Outside the centre, a boardwalk loops through the restored peatland for about 3.2 km – allow anywhere from 45 minutes to an hour and a half depending on how often you stop. Four artificial lakes were dug to keep the water table high, both to conserve the bog and to protect the buried timbers, and in summer the ground carries bog-cotton, sphagnum and dragonflies. It is a low-key walk rather than a dramatic one; one or two visitors arrive expecting more of a hiking trail and leave a little flat, so come for the trackway first and treat the bog loop as a quiet add-on.

What to see and do

  • The 18-metre oak trackway – The preserved planks in the humidified gallery, still showing their grain, are the reason to come. Access is by guided tour only.
  • The film and displays – A short audio-visual show explains the excavation and how bogs both preserved and concealed the road, alongside Iron Age tools and objects.
  • Guided tours and school groups – Tours run roughly hourly and are led by genuinely well-briefed guides; reviewers single them out. School groups can pre-book sessions.
  • Picnic area – Benches and open ground around the centre for a packed lunch.

Practical Information

The centre opens daily from 14 March to 4 November, from 10am to 6pm, with the last admission and final tour at 5pm. A visit taking in the tour and the bog walk runs to about 90 minutes. Admission is free.

ServiceDetails
Opening hours10:00 – 18:00 (last admission 17:00), daily 14 Mar – 4 Nov
Admission feeFree
Guided toursAccess to the trackway is by guided tour only; school groups can pre-book specialised sessions
ParkingFree on-site car parking; bicycle racks available
AccessibilityVisitor centre and some board-walk sections are wheelchair-accessible; wheelchair-friendly toilets are provided
DogsAllowed on the grounds on a leash, but not inside the visitor centre
Nearby attractionsRathcroghan Royal Site, Royal Canal Greenway, St Mel’s Cathedral, Abbeylara

Getting there The centre lies about 3 km north-west of Keenagh on the R357. From Ballymahon, follow the R392 north-west; the site is clearly sign-posted. It is also reachable from Longford town (approximately 15 km) via the R392. Public transport is limited, so a car is the most convenient way to visit. A local bus runs from Longford to Keenagh, and the stop is a short walk from the centre.

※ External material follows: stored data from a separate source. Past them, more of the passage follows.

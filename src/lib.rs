//! Multi-recipient authenticated encryption envelopes.
//!
//! A multibox envelope carries one message for up to 255 recipients. Each
//! recipient gets a fixed-size key slot; a viewer finds their slot by trial
//! decryption, so nothing in the envelope says who the recipients are or how
//! many there are.
//!
//! # Quick Start
//!
//! ```rust
//! use multibox::{decrypt, encrypt, Capacity, Keypair, Salsa};
//!
//! let alice = Keypair::generate()?;
//! let bob = Keypair::generate()?;
//!
//! let envelope = encrypt::<Salsa>(
//!     b"hello there!",
//!     &[*alice.public_key(), *bob.public_key()],
//!     Capacity::DEFAULT,
//! )?;
//!
//! let opened = decrypt::<Salsa>(&envelope, bob.secret_key(), Capacity::DEFAULT);
//! assert_eq!(opened.as_deref(), Some(&b"hello there!"[..]));
//!
//! let outsider = Keypair::generate()?;
//! assert_eq!(decrypt::<Salsa>(&envelope, outsider.secret_key(), Capacity::DEFAULT), None);
//! # Ok::<(), multibox::MultiboxError>(())
//! ```
//!
//! # Layout
//!
//! | Field | Size |
//! |-------|------|
//! | nonce | 24 |
//! | ephemeral public key | 32 |
//! | slots | 49 per recipient |
//! | body | message length + 16 |
//!
//! Every slot seals the same 33 bytes: the recipient count followed by the
//! session key. X25519 recipients unwrap their slot with the shared secret
//! between their key and the ephemeral key; group recipients use the group
//! key directly.
//!
//! # Suites
//!
//! The AEAD is chosen with a type parameter:
//!
//! - **Salsa**: XSalsa20-Poly1305, the libsodium `secretbox` construction (feature `xsalsa`)
//! - **`ChaCha`**: XChaCha20-Poly1305 (feature `xchacha`)
//!
//! The envelope does not record its suite. Sender and viewer must agree on
//! it, and on the capacity limit `max`.
//!
//! ```toml
//! [dependencies]
//! multibox = "0.1"                                                   # both suites
//! multibox = { version = "0.1", default-features = false, features = ["xchacha"] }
//! ```
//!
//! # Security
//!
//! - Key material is zeroized on drop
//! - Debug output redacts secret keys, group keys and session keys
//! - Slot scanning does the same work whichever slot matches
//! - No unsafe code
//!
//! # Modules
//!
//! - [`core`] - Core types and operations
//! - [`prelude`] - Ergonomic imports and builders (requires `prelude` feature)

pub mod core;

#[cfg(feature = "prelude")]
pub mod prelude;

// Re-export commonly used items at crate root
pub use crate::core::capacity::Capacity;
pub use crate::core::error::{MultiboxError, MultiboxResult};
pub use crate::core::layout::{envelope_len, MIN_ENVELOPE_SIZE, SLOT_SIZE};
pub use crate::core::suite::Suite;

#[cfg(feature = "xchacha")]
pub use crate::core::suite::ChaCha;
#[cfg(feature = "xsalsa")]
pub use crate::core::suite::Salsa;

pub use crate::core::types::{
    Envelope, GroupKey, KeyMaterial, Keypair, PublicKey, SecretKey, SlotKey,
};

pub use crate::core::operations::{
    decrypt, decrypt_symmetric, encrypt, encrypt_mixed, encrypt_symmetric, resolve_slot,
    unseal_body,
};

/// Envelope aliases for each enabled suite.
pub mod types {
    #[cfg(feature = "xchacha")]
    use super::ChaCha;
    use super::Envelope;
    #[cfg(feature = "xsalsa")]
    use super::Salsa;

    /// Envelope sealed with XSalsa20-Poly1305.
    #[cfg(feature = "xsalsa")]
    pub type SalsaEnvelope = Envelope<Salsa>;
    /// Envelope sealed with XChaCha20-Poly1305.
    #[cfg(feature = "xchacha")]
    pub type ChaChaEnvelope = Envelope<ChaCha>;
}
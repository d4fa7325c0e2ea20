use time::OffsetDateTime;

const MINUTES_IN_HOUR: i64 = 60;
const MINUTES_IN_DAY: i64 = 1440;
const MINUTES_IN_ALMOST_TWO_DAYS: i64 = 2520;
const MINUTES_IN_MONTH: i64 = 43200;
const MINUTES_IN_TWO_MONTHS: i64 = 86400;

/// Whole seconds from `start` to `now`, floored. Never negative, so a clock
/// that steps backwards shows no progress instead of extra time.
pub fn elapsed_seconds(start: OffsetDateTime, now: OffsetDateTime) -> i64 {
    (now - start).whole_seconds().max(0)
}

/// Seconds left of `target_seconds` after `elapsed_seconds`, clamped at zero.
pub fn remaining_seconds(target_seconds: i64, elapsed_seconds: i64) -> i64 {
    (target_seconds - elapsed_seconds).max(0)
}

/// Split a second count into (minutes, seconds).
pub fn split_minutes_seconds(total_seconds: i64) -> (i64, i64) {
    let total_seconds = total_seconds.max(0);
    (total_seconds / 60, total_seconds % 60)
}

/// Format a second count as `MM:SS`, both parts zero-padded to two digits.
pub fn format_mm_ss(total_seconds: i64) -> String {
    let (minutes, seconds) = split_minutes_seconds(total_seconds);
    format!("{:02}:{:02}", minutes, seconds)
}

/// Human readable distance between two instants, e.g. "about 2 hours".
///
/// Buckets follow the usual "time ago" conventions: minutes are rounded,
/// under a minute reads "less than a minute", and past 45 minutes the
/// wording switches to approximate hours, then days, months and years.
pub fn format_distance(earlier: OffsetDateTime, later: OffsetDateTime) -> String {
    let seconds = (later - earlier).whole_seconds().abs();
    let minutes = (seconds as f64 / 60.0).round() as i64;

    if minutes < 2 {
        if minutes == 0 {
            "less than a minute".to_string()
        } else {
            "1 minute".to_string()
        }
    } else if minutes < 45 {
        format!("{} minutes", minutes)
    } else if minutes < 90 {
        "about 1 hour".to_string()
    } else if minutes < MINUTES_IN_DAY {
        let hours = (minutes as f64 / MINUTES_IN_HOUR as f64).round() as i64;
        format!("about {} hours", hours)
    } else if minutes < MINUTES_IN_ALMOST_TWO_DAYS {
        "1 day".to_string()
    } else if minutes < MINUTES_IN_MONTH {
        let days = (minutes as f64 / MINUTES_IN_DAY as f64).round() as i64;
        format!("{} days", days)
    } else if minutes < MINUTES_IN_TWO_MONTHS {
        let months = (minutes as f64 / MINUTES_IN_MONTH as f64).round() as i64;
        plural("about", months, "month")
    } else {
        let months = minutes / MINUTES_IN_MONTH;
        if months < 12 {
            format!("{} months", months)
        } else {
            plural("about", months / 12, "year")
        }
    }
}

fn plural(prefix: &str, count: i64, unit: &str) -> String {
    if count == 1 {
        format!("{} 1 {}", prefix, unit)
    } else {
        format!("{} {} {}s", prefix, count, unit)
    }
}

Facilities Toilets, a wheelchair-accessible toilet, a small café serving hot drinks, and a picnic area are on site. Bicycle parking is provided for those cycling the Royal Canal Greenway before or after their visit.

Seasonal note The centre is open only in season: it closes in early November and reopens in mid-March, so the trackway gallery can’t be seen over winter. Check the official website before travelling, as the exact dates shift slightly year to year.

Come mid-morning if you can: tours run roughly hourly through the day, but earlier slots tend to be quieter, and that leaves the bog loop to walk afterwards while it’s still empty.